L’EVOCAZIONE – James Wan
Harrisville, 1971. La famiglia Perron, composta da Roger, Carolyn e le loro cinque figlie, trova lo spazio vitale necessario e la forza di cambiare con l’acquisto di una dimora immersa nella campagna di Rhode Island. Sin dal primo momento percepiscono che qualcosa non va: il cane abbaia ripetutamente preferendo restare fuori, uccelli cozzano contro la parete della casa spezzandosi il collo, strani lividi compaiono sul corpo di Carolyn …
La situazione presto degenera, Carolyn viene rinchiusa dentro una cantina buia e madida di segreti, le figlie vengono spaventate da esseri nascosti nell’ombra. La famiglia Perron decide di contattare Ed e Lorraine Warren, il primo demonologo la seconda chiaroveggente, per tentare di placare l’orrore che sta divorando le loro notti.
James Wan finalmente sembra aver trovato la sua dimensione cinematografica, dopo i tentativi non proprio eccelsi di Dead Silence e Death Sentence. Dopo l’esordio al fulmicotone con Saw, più vicino ad un horror post-moderno che ad un vintage, l’arrivo di Insidious (e il buon feedback ricevuto) l’hanno portato a tentare un bis, con un budget più alto (circa 13 milioni di dollari). L’evocazione è il film più riuscito del regista malese, una ghost story che si evolve in film di possessione demoniaca, senza alcuno stacco forzato ma, anzi, scivolando vorticosamente e inesorabilmente dall’uno all’altro.

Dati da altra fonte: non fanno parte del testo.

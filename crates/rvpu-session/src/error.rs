use rvpu_peer::PeerError;

use crate::client::SessionState;
use crate::config::CodecKind;

/// A configuration record that cannot be accepted.
#[derive(Debug, Clone, PartialEq, Eq, thiserror::Error)]
pub enum ConfigError {
    /// Payload length does not match the record's fixed size.
    #[error("{record} record is {expected} bytes, got {got}")]
    SizeMismatch {
        record: &'static str,
        expected: usize,
        got: usize,
    },

    /// A field lies outside the range the backend supports.
    #[error("{field} = {value} outside {min}..={max}")]
    OutOfRange {
        field: &'static str,
        value: u32,
        min: u32,
        max: u32,
    },

    /// A codec record for a different codec than the session runs.
    #[error("codec record for {got}, session runs {expected}")]
    CodecMismatch { expected: CodecKind, got: CodecKind },
}

/// A buffer descriptor that cannot be decoded or imported.
#[derive(Debug, Clone, PartialEq, Eq, thiserror::Error)]
pub enum DescriptorError {
    #[error("descriptor is {expected} bytes, got {got}")]
    SizeMismatch { expected: usize, got: usize },

    #[error("unknown buffer kind {0}")]
    UnknownKind(u32),

    /// The opaque handle names no region known to the importer.
    #[error("no shared region for handle {0:#x}")]
    UnknownHandle(u64),

    /// The descriptor claims more bytes than the region holds.
    #[error("descriptor size {size} exceeds region capacity {capacity}")]
    RegionTooSmall { size: u64, capacity: usize },
}

/// Failures reported by a backend codec engine.
#[derive(Debug, Clone, PartialEq, Eq, thiserror::Error)]
pub enum EngineError {
    /// Nothing is ready to drain yet; the caller may retry.
    #[error("engine has no output ready")]
    NotReady,

    #[error("engine not initialized")]
    NotInitialized,

    #[error("operation not supported: {0}")]
    Unsupported(&'static str),

    #[error("invalid input: {0}")]
    InvalidInput(String),

    #[error("engine failure: {0}")]
    Failed(String),
}

/// Errors surfaced by the client session adapter and the dispatcher loop.
#[derive(Debug, thiserror::Error)]
pub enum SessionError {
    /// The channel failed; the session is disconnected and must reconnect.
    #[error("connection error: {0}")]
    Connection(#[from] PeerError),

    /// Operation not allowed in the current state. The channel was not used.
    #[error("{op} not allowed in state {state}")]
    InvalidState {
        op: &'static str,
        state: SessionState,
    },

    #[error("invalid configuration: {0}")]
    InvalidConfig(#[from] ConfigError),

    #[error("invalid buffer descriptor: {0}")]
    Descriptor(#[from] DescriptorError),

    /// Session setup could not build its INIT payload or engine.
    #[error("session allocation failed: {0}")]
    Allocation(String),
}

pub type Result<T> = std::result::Result<T, SessionError>;
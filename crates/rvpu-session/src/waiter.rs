//! Completion waiting for a submitted task.
//!
//! A session waits one of two ways, fixed by its [`CompletionMode`]: a WAIT
//! reply on the channel, or a ready-flag word polled in shared memory. Both
//! bound the wait; running out of time is [`Completion::Timeout`], not an
//! error.
//!
//! Round-trip WAITs carry a tag the engine host echoes, so a reply that
//! arrives after its deadline is recognised and skipped by the next wait.

use std::thread;
use std::time::{Duration, Instant};

use rvpu_frame::PrimitiveCode;
use rvpu_peer::{Channel, PeerError};
use tracing::{debug, warn};

use crate::config::CompletionMode;
use crate::descriptor::{ReadyFlag, WaitReply, READY_SENTINEL};
use crate::engine::TaskStatus;

/// How a wait ended.
#[derive(Debug, Clone, Copy, PartialEq, Eq)]
pub enum Completion {
    /// Output byte count reported by the engine host.
    Ready(usize),
    /// The engine host reported that the task failed.
    Failed,
    Timeout,
}

impl Completion {
    pub fn len(&self) -> usize {
        match self {
            Completion::Ready(len) => *len,
            Completion::Failed | Completion::Timeout => 0,
        }
    }

    pub fn is_timeout(&self) -> bool {
        matches!(self, Completion::Timeout)
    }
}

/// Poll `flag` until it leaves the sentinel, at most `max_polls` times.
///
/// The flag must have been armed before the request went out.
pub fn poll_ready_flag(flag: &dyn ReadyFlag, interval: Duration, max_polls: u32) -> Completion {
    for poll in 0..max_polls {
        let value = flag.load();
        if value != READY_SENTINEL {
            debug!(polls = poll, len = value, "ready flag published");
            return Completion::Ready(value as usize);
        }
        thread::sleep(interval);
    }

    let value = flag.load();
    if value != READY_SENTINEL {
        return Completion::Ready(value as usize);
    }
    debug!(max_polls, "ready flag not published");
    Completion::Timeout
}

/// Block for the WAIT reply tagged `tag` until `timeout` elapses.
///
/// Other primitives, and replies tagged for an earlier WAIT, are logged and
/// skipped. An untagged reply is accepted. The channel's previous receive
/// timeout is restored before returning.
pub fn await_reply(
    channel: &mut Channel,
    timeout: Duration,
    tag: Option<u64>,
) -> Result<Completion, PeerError> {
    let previous = channel.recv_timeout();
    let result = await_reply_inner(channel, timeout, tag);
    channel.set_recv_timeout(previous)?;
    result
}

fn await_reply_inner(
    channel: &mut Channel,
    timeout: Duration,
    tag: Option<u64>,
) -> Result<Completion, PeerError> {
    let deadline = Instant::now() + timeout;
    loop {
        let remaining = deadline.saturating_duration_since(Instant::now());
        if remaining.is_zero() {
            return Ok(Completion::Timeout);
        }
        channel.set_recv_timeout(Some(remaining))?;

        let prim = match channel.recv() {
            Ok(prim) => prim,
            Err(PeerError::Timeout(_)) => return Ok(Completion::Timeout),
            Err(err) => return Err(err),
        };

        if prim.kind() != Some(PrimitiveCode::Wait) {
            warn!(name = prim.name(), code = prim.code, "skipping primitive while awaiting WAIT reply");
            continue;
        }

        let reply = match WaitReply::decode(&prim.payload) {
            Ok(reply) => reply,
            Err(err) => {
                warn!(error = %err, "WAIT reply with unreadable descriptor");
                continue;
            }
        };
        if let (Some(want), Some(got)) = (tag, reply.tag) {
            if want != got {
                debug!(want, got, "skipping stale WAIT reply");
                continue;
            }
        }
        return Ok(match reply.status {
            TaskStatus::Done => Completion::Ready(reply.output.size as usize),
            TaskStatus::Failed => Completion::Failed,
        });
    }
}

/// Wait according to `mode`. `flag` is only consulted in polling mode,
/// `tag` only in round-trip mode.
pub fn wait_for_completion(
    mode: &CompletionMode,
    channel: &mut Channel,
    flag: Option<&dyn ReadyFlag>,
    tag: Option<u64>,
) -> Result<Completion, PeerError> {
    match (*mode, flag) {
        (CompletionMode::RoundTrip { timeout_ms }, _) => {
            await_reply(channel, Duration::from_millis(timeout_ms), tag)
        }
        (
            CompletionMode::Polling {
                interval_ms,
                max_polls,
            },
            Some(flag),
        ) => Ok(poll_ready_flag(
            flag,
            Duration::from_millis(interval_ms),
            max_polls,
        )),
        (CompletionMode::Polling { .. }, None) => Ok(Completion::Timeout),
    }
}

#[cfg(test)]
mod tests {
    use std::sync::atomic::AtomicU32;
    use std::sync::Arc;

    use super::*;
    use crate::descriptor::BufferDescriptor;

    #[test]
    fn poll_sees_published_value() {
        let flag = Arc::new(AtomicU32::new(0));
        flag.arm();

        let producer = Arc::clone(&flag);
        let handle = thread::spawn(move || {
            thread::sleep(Duration::from_millis(5));
            producer.publish(321);
        });

        let started = Instant::now();
        let completion = poll_ready_flag(&*flag, Duration::from_millis(1), 50);
        handle.join().unwrap();

        assert_eq!(completion, Completion::Ready(321));
        assert!(started.elapsed() < Duration::from_millis(500));
    }

    #[test]
    fn poll_times_out_when_never_published() {
        let flag = AtomicU32::new(0);
        flag.arm();

        let started = Instant::now();
        let completion = poll_ready_flag(&flag, Duration::from_millis(1), 50);
        assert_eq!(completion, Completion::Timeout);
        assert_eq!(completion.len(), 0);
        assert!(started.elapsed() >= Duration::from_millis(50));
    }

    #[test]
    fn zero_length_completion_is_ready() {
        let flag = AtomicU32::new(0);
        flag.arm();
        flag.publish(0);
        assert_eq!(
            poll_ready_flag(&flag, Duration::from_millis(1), 1),
            Completion::Ready(0)
        );
    }

    #[test]
    fn reply_skips_other_primitives() {
        let (mut client, mut server) = Channel::pair().unwrap();
        server.send(PrimitiveCode::Flush, b"").unwrap();
        server
            .send(
                PrimitiveCode::Wait,
                &BufferDescriptor::heap(0).with_size(1234).encode(),
            )
            .unwrap();

        let completion = await_reply(&mut client, Duration::from_millis(500), None).unwrap();
        assert_eq!(completion, Completion::Ready(1234));
        assert_eq!(client.recv_timeout(), None);
    }

    #[test]
    fn reply_deadline_is_timeout() {
        let (mut client, _server) = Channel::pair().unwrap();
        let started = Instant::now();
        let completion = await_reply(&mut client, Duration::from_millis(50), Some(1)).unwrap();
        assert!(completion.is_timeout());
        assert!(started.elapsed() >= Duration::from_millis(50));
    }

    #[test]
    fn reply_on_closed_channel_is_error() {
        let (mut client, server) = Channel::pair().unwrap();
        server.shutdown();
        drop(server);
        assert!(matches!(
            await_reply(&mut client, Duration::from_millis(50), None),
            Err(PeerError::Disconnected(_))
        ));
    }

    #[test]
    fn polling_without_flag_is_timeout() {
        let (mut client, _server) = Channel::pair().unwrap();
        let completion =
            wait_for_completion(&CompletionMode::polling(), &mut client, None, None).unwrap();
        assert!(completion.is_timeout());
    }

    #[test]
    fn reply_with_earlier_tag_is_skipped() {
        let (mut client, mut server) = Channel::pair().unwrap();
        let late = WaitReply::done(BufferDescriptor::heap(0).with_size(111), Some(1));
        let current = WaitReply::done(BufferDescriptor::heap(0).with_size(222), Some(2));
        server.send(PrimitiveCode::Wait, &late.encode()).unwrap();
        server.send(PrimitiveCode::Wait, &current.encode()).unwrap();

        let completion = await_reply(&mut client, Duration::from_millis(500), Some(2)).unwrap();
        assert_eq!(completion, Completion::Ready(222));
    }

    #[test]
    fn failed_reply_is_failed_completion() {
        let (mut client, mut server) = Channel::pair().unwrap();
        server
            .send(PrimitiveCode::Wait, &WaitReply::failed(Some(7)).encode())
            .unwrap();

        let completion = await_reply(&mut client, Duration::from_millis(500), Some(7)).unwrap();
        assert_eq!(completion, Completion::Failed);
        assert_eq!(completion.len(), 0);
        assert!(!completion.is_timeout());
    }
}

Con un pathos sempre alto, rifiutando il vero e proprio crescendo del terrore tipico di moltissimi film (Nero veneziano, Poltergeist), ma instillando la paura frame dopo frame come pochi altri erano riusciti a realizzare (L’esorcista, The others), L’evocazione non solo riesce a raccogliere diversi topoi dei generi, ma lascia immergere lo spettatore in un’atmosfera settantiana carica di elettricità negativa. Una casa immersa nella campagna con una storia di morte alle spalle, fantasmi che balzano da armadi o si celano invisibili nell’oscurità, tonfi nella notte e note di pianoforte che riecheggiano nel silenzio.
James Wan azzecca (quasi) tutti i tempi della tensione, evitando il giochetto dell’esplosione del volume (tipico del teen horror) come unico mezzo per generare paura, si fregia di un cast decisamente nella parte, specialmente Patrick Wilson, Vera Farmiga e Lili Taylor, e riesce a superare il limite di altri titoli comunque d’effetto (Sinister) dove il terrore viene sussurrato solo nel nero della notte. Cult.